The ANOM devices consisted of a messaging app running on Android smartphones with a custom ROM called ArcaneOS that had been specially modified to disable normal functions such as voice telephony, email, or location services, and with the addition of PIN entry screen scrambling to randomise the layout of the numbers, the deletion of all information on the phone if a specific PIN is entered, and the option for the automatic deletion of all information if unused for a specific period of time.

The app was opened by entering a specific calculation within the calculator app, described by the developer of GrapheneOS as "quite amusing security theater", where the messaging app then communicated with other devices via supposedly secure proxy servers, which also – unbeknownst to the app's users – copied all sent messages to servers controlled by the FBI. The FBI could then decrypt the messages with a private key associated with the message, without ever needing physical access to the devices.
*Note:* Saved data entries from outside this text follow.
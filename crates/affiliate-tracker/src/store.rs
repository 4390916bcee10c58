//! Flat-file click storage.
//!
//! Every click lives in a single JSON array file. Reads and writes are
//! serialized through one async mutex, and each write lands in a sibling
//! temporary file that is renamed over the original, so readers never see
//! a half-written array.

use std::io::ErrorKind;
use std::path::{Path, PathBuf};

use affiliate_types::CustomClick;
use tokio::sync::Mutex;
use tracing::{debug, warn};

use crate::error::TrackerError;

/// The click file and the lock serializing access to it.
#[derive(Debug)]
pub struct ClickFile {
    path: PathBuf,
    lock: Mutex<()>,
}

impl ClickFile {
    /// Wrap the file at `path`. Nothing is read until first use.
    pub fn new(path: impl Into<PathBuf>) -> Self {
        Self {
            path: path.into(),
            lock: Mutex::new(()),
        }
    }

    /// Location of the click file.
    pub fn path(&self) -> &Path {
        &self.path
    }

    /// Append `click` and persist the whole array.
    pub async fn append(&self, click: CustomClick) -> Result<CustomClick, TrackerError> {
        let _guard = self.lock.lock().await;
        let mut clicks = self.read_locked().await?;
        clicks.push(click.clone());
        self.write_locked(&clicks).await?;
        debug!(total = clicks.len(), "custom click stored");
        Ok(click)
    }

    /// Every stored click, oldest first. A missing file reads as empty.
    pub async fn all(&self) -> Result<Vec<CustomClick>, TrackerError> {
        let _guard = self.lock.lock().await;
        self.read_locked().await
    }

    async fn read_locked(&self) -> Result<Vec<CustomClick>, TrackerError> {
        let bytes = match tokio::fs::read(&self.path).await {
            Ok(bytes) => bytes,
            Err(e) if e.kind() == ErrorKind::NotFound => return Ok(Vec::new()),
            Err(e) => return Err(e.into()),
        };
        if bytes.iter().all(u8::is_ascii_whitespace) {
            return Ok(Vec::new());
        }
        match serde_json::from_slice(&bytes) {
            Ok(clicks) => Ok(clicks),
            Err(e) => {
                warn!(
                    path = %self.path.display(),
                    error = %e,
                    "click file is unreadable, replacing it with an empty array"
                );
                self.write_locked(&[]).await?;
                Ok(Vec::new())
            }
        }
    }

    async fn write_locked(&self, clicks: &[CustomClick]) -> Result<(), TrackerError> {
        if let Some(parent) = self.path.parent()
            && !parent.as_os_str().is_empty()
        {
            tokio::fs::create_dir_all(parent).await?;
        }
        let body = serde_json::to_vec_pretty(clicks)?;
        let tmp = self.tmp_path();
        tokio::fs::write(&tmp, body).await?;
        tokio::fs::rename(&tmp, &self.path).await?;
        Ok(())
    }

    fn tmp_path(&self) -> PathBuf {
        let mut name = self
            .path
            .file_name()
            .map(std::ffi::OsStr::to_os_string)
            .unwrap_or_default();
        name.push(".tmp");
        self.path.with_file_name(name)
    }
}

#[cfg(test)]
mod tests {
    #![allow(clippy::unwrap_used, clippy::indexing_slicing)]

    use chrono::Utc;
    use uuid::Uuid;

    use super::*;

    fn click(banner_id: &str) -> CustomClick {
        CustomClick {
            id: Uuid::now_v7(),
            banner_id: banner_id.to_owned(),
            user_agent: Some("test".to_owned()),
            timestamp: Utc::now(),
        }
    }

    #[tokio::test]
    async fn missing_file_reads_empty() {
        let dir = tempfile::tempdir().unwrap();
        let store = ClickFile::new(dir.path().join("clicks.json"));
        assert!(store.all().await.unwrap().is_empty());
        assert!(!store.path().exists());
    }

    #[tokio::test]
    async fn appends_persist_in_order() {
        let dir = tempfile::tempdir().unwrap();
        let path = dir.path().join("nested").join("clicks.json");
        let store = ClickFile::new(&path);
        store.append(click("a")).await.unwrap();
        store.append(click("b")).await.unwrap();

        let reopened = ClickFile::new(&path);
        let all = reopened.all().await.unwrap();
        assert_eq!(all.len(), 2);
        assert_eq!(all[0].banner_id, "a");
        assert_eq!(all[1].banner_id, "b");
        assert!(!path.with_file_name("clicks.json.tmp").exists());
    }

    #[tokio::test]
    async fn corrupt_file_is_replaced() {
        let dir = tempfile::tempdir().unwrap();
        let path = dir.path().join("clicks.json");
        std::fs::write(&path, "{not json").unwrap();

        let store = ClickFile::new(&path);
        assert!(store.all().await.unwrap().is_empty());
        assert_eq!(std::fs::read_to_string(&path).unwrap().trim(), "[]");

        store.append(click("a")).await.unwrap();
        assert_eq!(store.all().await.unwrap().len(), 1);
    }

    #[tokio::test]
    async fn concurrent_appends_are_not_lost() {
        let dir = tempfile::tempdir().unwrap();
        let store = std::sync::Arc::new(ClickFile::new(dir.path().join("clicks.json")));
        let mut handles = Vec::new();
        for i in 0..20 {
            let store = std::sync::Arc::clone(&store);
            handles.push(tokio::spawn(async move {
                store.append(click(&format!("banner-{i}"))).await.unwrap();
            }));
        }
        for handle in handles {
            handle.await.unwrap();
        }
        assert_eq!(store.all().await.unwrap().len(), 20);
    }
}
The devices also had a fixed identification number assigned to each user, allowing messages from the same user to be connected to each other.

About 50 devices were distributed in Australia for beta testing from October 2018. The intercepted communications showed that every device was used for criminal activities, primarily being used by organised criminal gangs. About 125 devices were shipped to different drop-off points to the United States in 2020.
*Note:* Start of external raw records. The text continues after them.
//! Rotation timing: which member of a rotation is on screen right now.
//!
//! [`RotationCursor`] is the pure index arithmetic. [`RotationTicker`]
//! drives a cursor from a Tokio interval and publishes the current index
//! through a `watch` channel. Each ticker is owned by a single consumer
//! (one `WebSocket` connection); there is no shared clock across consumers.

use std::time::Duration;

use affiliate_types::{BannerId, BannerRotation, RotationId};
use serde::Serialize;
use tokio::sync::watch;
use tokio::task::JoinHandle;
use tokio::time::MissedTickBehavior;

/// Errors raised when constructing or reading a rotation timer.
#[derive(Debug, Clone, PartialEq, Eq, thiserror::Error)]
pub enum RotationError {
    /// A rotation needs at least one member to display.
    #[error("rotation has no members")]
    Empty,

    /// A zero display interval would spin.
    #[error("rotation interval must be greater than zero")]
    ZeroInterval,

    /// The ticker task has stopped publishing.
    #[error("rotation ticker stopped")]
    Stopped,
}

/// Index into a rotation's member list, wrapping at the end.
#[derive(Debug, Clone, Copy, PartialEq, Eq)]
pub struct RotationCursor {
    len: usize,
    index: usize,
}

impl RotationCursor {
    /// A cursor over `len` members, positioned at the first.
    pub const fn new(len: usize) -> Result<Self, RotationError> {
        if len == 0 {
            return Err(RotationError::Empty);
        }
        Ok(Self { len, index: 0 })
    }

    /// Currently displayed position.
    pub const fn current(&self) -> usize {
        self.index
    }

    /// Number of members cycled through.
    pub const fn len(&self) -> usize {
        self.len
    }

    /// Always false; an empty cursor cannot be constructed.
    pub const fn is_empty(&self) -> bool {
        false
    }

    /// Step to the next member, wrapping to 0 after the last.
    pub const fn advance(&mut self) -> usize {
        self.index = match self.index.checked_add(1) {
            Some(next) if next < self.len => next,
            _ => 0,
        };
        self.index
    }

    /// Position after `ticks` further advances from the current one.
    pub fn position_after(&self, ticks: u64) -> usize {
        let len = u64::try_from(self.len).unwrap_or(u64::MAX);
        let step = usize::try_from(ticks % len).unwrap_or(0);
        self.index.checked_add(step).map_or(0, |sum| sum % self.len)
    }
}

/// One frame of a rotation stream.
#[derive(Debug, Clone, Copy, PartialEq, Eq, Serialize)]
pub struct RotationFrame {
    /// The rotation being displayed.
    pub rotation_id: RotationId,
    /// Position within `banner_ids`.
    pub index: usize,
    /// Banner at that position.
    pub banner_id: BannerId,
}

impl RotationFrame {
    /// Frame for `rotation` at `index`, or `None` when out of range.
    pub fn at(rotation: &BannerRotation, index: usize) -> Option<Self> {
        rotation.banner_ids.get(index).map(|&banner_id| Self {
            rotation_id: rotation.id,
            index,
            banner_id,
        })
    }
}

/// A background task that advances a [`RotationCursor`] on a fixed interval.
///
/// Index 0 is current from construction. The task is aborted when the
/// ticker is dropped.
#[derive(Debug)]
pub struct RotationTicker {
    rx: watch::Receiver<usize>,
    handle: JoinHandle<()>,
}

impl RotationTicker {
    /// Start a ticker over `len` members advancing every `period`.
    ///
    /// Must be called inside a Tokio runtime.
    pub fn spawn(len: usize, period: Duration) -> Result<Self, RotationError> {
        if period.is_zero() {
            return Err(RotationError::ZeroInterval);
        }
        let mut cursor = RotationCursor::new(len)?;
        let (tx, rx) = watch::channel(cursor.current());

        let handle = tokio::spawn(async move {
            let mut interval = tokio::time::interval(period);
            interval.set_missed_tick_behavior(MissedTickBehavior::Delay);
            // The first tick completes immediately; index 0 is already shown.
            interval.tick().await;
            loop {
                interval.tick().await;
                if tx.send(cursor.advance()).is_err() {
                    break;
                }
            }
        });

        Ok(Self { rx, handle })
    }

    /// Start a ticker for a stored rotation.
    pub fn for_rotation(rotation: &BannerRotation) -> Result<Self, RotationError> {
        Self::spawn(
            rotation.banner_ids.len(),
            Duration::from_millis(rotation.rotation_duration_ms),
        )
    }

    /// The index currently on screen.
    pub fn current(&self) -> usize {
        *self.rx.borrow()
    }

    /// Wait for the next advance and return the new index.
    pub async fn changed(&mut self) -> Result<usize, RotationError> {
        self.rx
            .changed()
            .await
            .map_err(|_closed| RotationError::Stopped)?;
        Ok(*self.rx.borrow_and_update())
    }

    /// An independent receiver of index updates.
    pub fn subscribe(&self) -> watch::Receiver<usize> {
        self.rx.clone()
    }
}

impl Drop for RotationTicker {
    fn drop(&mut self) {
        self.handle.abort();
    }
}

#[cfg(test)]
mod tests {
    #![allow(clippy::unwrap_used, clippy::indexing_slicing)]

    use tokio::time::Instant;

    use super::*;

    #[test]
    fn cursor_wraps_for_every_valid_size() {
        for len in 2..=5 {
            let mut cursor = RotationCursor::new(len).unwrap();
            let mut seen = vec![cursor.current()];
            for _ in 1..len {
                seen.push(cursor.advance());
            }
            assert_eq!(seen, (0..len).collect::<Vec<_>>());
            assert_eq!(cursor.advance(), 0);
        }
    }

    #[test]
    fn cursor_rejects_empty() {
        assert_eq!(RotationCursor::new(0), Err(RotationError::Empty));
    }

    #[test]
    fn position_after_matches_repeated_advance() {
        let mut cursor = RotationCursor::new(3).unwrap();
        cursor.advance();
        assert_eq!(cursor.position_after(0), 1);
        assert_eq!(cursor.position_after(2), 0);
        assert_eq!(cursor.position_after(7), 2);
    }

    #[test]
    fn frame_reports_member_at_index() {
        let ids = [BannerId::new(), BannerId::new()];
        let rotation = BannerRotation {
            id: RotationId::new(),
            name: "r".to_owned(),
            banner_ids: ids.to_vec(),
            section: affiliate_types::Section::Top,
            rotation_duration_ms: 1000,
            expires_at: None,
            created_at: chrono::Utc::now(),
        };
        assert_eq!(RotationFrame::at(&rotation, 1).unwrap().banner_id, ids[1]);
        assert!(RotationFrame::at(&rotation, 2).is_none());
    }

    #[tokio::test(start_paused = true)]
    async fn ticker_cycles_on_interval() {
        let start = Instant::now();
        let mut ticker = RotationTicker::spawn(3, Duration::from_millis(1000)).unwrap();
        assert_eq!(ticker.current(), 0);

        assert_eq!(ticker.changed().await.unwrap(), 1);
        assert_eq!(ticker.changed().await.unwrap(), 2);
        assert_eq!(ticker.changed().await.unwrap(), 0);
        assert!(start.elapsed() >= Duration::from_millis(3000));
    }

    #[tokio::test(start_paused = true)]
    async fn ticker_rejects_zero_interval() {
        assert!(matches!(
            RotationTicker::spawn(2, Duration::ZERO),
            Err(RotationError::ZeroInterval)
        ));
    }

    #[tokio::test(start_paused = true)]
    async fn dropping_ticker_stops_updates() {
        let ticker = RotationTicker::spawn(2, Duration::from_millis(500)).unwrap();
        let mut rx = ticker.subscribe();
        drop(ticker);
        assert!(rx.changed().await.is_err());
    }
}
Use of the app spread through word of mouth, and was also encouraged by undercover agents; drug trafficker Hakan Ayik was identified "as someone who was trusted and was going to be able to successfully distribute this platform", and without his knowledge was encouraged by undercover agents to use and sell the devices on the black market, further expanding its use. After users of the devices requested smaller and newer phones, new devices were designed and sold; customer service and technical assistance was also provided by the company. The most commonly used languages on the app were Dutch, German and Swedish.

After a slow start, the rate of distribution of ANOM increased from mid-2019. By October 2019, there were several hundred users. By May 2021, there had been 11,800 devices with ANOM installed, of which about 9,000 were in use. New Zealand had 57 users of the ANOM communication system. The Swedish Police had access to conversations from 1,600 users, of which they focused their surveillance on 600 users. Europol stated 27 million messages were collected from ANOM devices across over 100 countries.
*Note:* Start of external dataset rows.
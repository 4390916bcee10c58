//! In-memory directory for tests and local development.
//!
//! Mirrors the `PostgreSQL` stores operation for operation, including the
//! side effects the schema enforces: deleting a network clears
//! `network_id` on its offers and drops its affiliate details, deleting a
//! banner strips it from rotations and drops its clicks, and master data is
//! unique per category ignoring case. Each table sits behind its own
//! [`RwLock`].

use affiliate_core::analytics::{ClickFilter, count_by_banner};
use affiliate_types::{
    AffiliateDetails, AffiliateDetailsDraft, AuditLogEntry, AuditLogId, Banner, BannerClick,
    BannerClickCount, BannerDraft, BannerId, BannerRotation, ClickId, MasterDataCategory,
    MasterDataDraft, MasterDataEntry, MasterDataId, Network, NetworkDraft, NetworkId,
    NetworkRequest, NetworkRequestDraft, NetworkRequestId, NetworkRequestStatus, NewAuditEntry,
    NewBannerClick, Offer, OfferDraft, OfferId, RotationDraft, RotationId,
};
use chrono::{DateTime, Utc};
use tokio::sync::RwLock;

use crate::error::DbError;

/// Every table of the directory, held in process memory.
#[derive(Debug, Default)]
pub struct MemoryDirectory {
    networks: RwLock<Vec<Network>>,
    affiliate_details: RwLock<Vec<AffiliateDetails>>,
    offers: RwLock<Vec<Offer>>,
    banners: RwLock<Vec<Banner>>,
    rotations: RwLock<Vec<BannerRotation>>,
    master_data: RwLock<Vec<MasterDataEntry>>,
    audit_logs: RwLock<Vec<AuditLogEntry>>,
    clicks: RwLock<Vec<BannerClick>>,
    requests: RwLock<Vec<NetworkRequest>>,
}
Some skepticism of the app did exist; an anonymous blog post in March 2021 called the app a scam.

==Law enforcement operational methodology==

The following is alleged by the FBI:

===2018===
The "backdoor" built by the FBI into the system by design would send an additional encrypted copy of each message sent by the ANOM users to a third party server referred to by the FBI as an "iBot" server. Fourth amendment interpretations endangered the project if the iBot servers were located in the U.S. and so the servers necessarily were located outside U.S. borders. The first server would decrypt the copied message, process the information in the message (GPS location, text, username/Jabber-ID, password etc.) and then re-encrypt it to send it to a second "FBI-owned" iBot server.

===2019===
Because the FBI could not own the first iBot node, nor were they permitted to receive any of the seized information about U.S. citizens, they contracted with the AFP to run the first node of the server and process the data. (Australian law does not provide the same protections as U.S. law for its citizens.) Controversially the AFP did share "general" information about conversations from the ANOM messages with the FBI during this time period despite Australia's judicial order to intercept ANOM communications did not allow for the sharing of the content with foreign partners.

====Summer 2019====
Allegedly, the FBI officially had not reviewed any of the ANOM decrypted content yet by the summer of 2019. As a method of getting around the Australian court order, the FBI needed to secure a mutual legal assistance treaty (MLAT) request with a third country where the transfer of information would be legal pursuant to their national laws.
While much work was done to keep the identity of the third country secret, its identity was discovered by the press as Lithuania in 2023.

The FBI worked with Lithuania through the Autumn of 2019. However, the FBI alleges that the iBots had geo-fenced all messages that originated from the U.S., to prevent the FBI-owned iBot2 server from inadvertently seizing messages in violation of the Fourth Amendment.

====7 October 2019 – 7 January 2020====
Lithuania created an iBOT copy (iBot3) of the FBI-owned iBOT2 server and began receiving content from the iBOT2 server every 2–3 days.

===Post 7 January 2020===
A newer MLAT and court order from Lithuania allowed the FBI to receive ANOM user data every Monday, Wednesday and Friday until 7 June 2021. This encompasses all data ever generated by any ANOM user with the alleged exception of 15 (or 17) users that originated from phones in the U.S.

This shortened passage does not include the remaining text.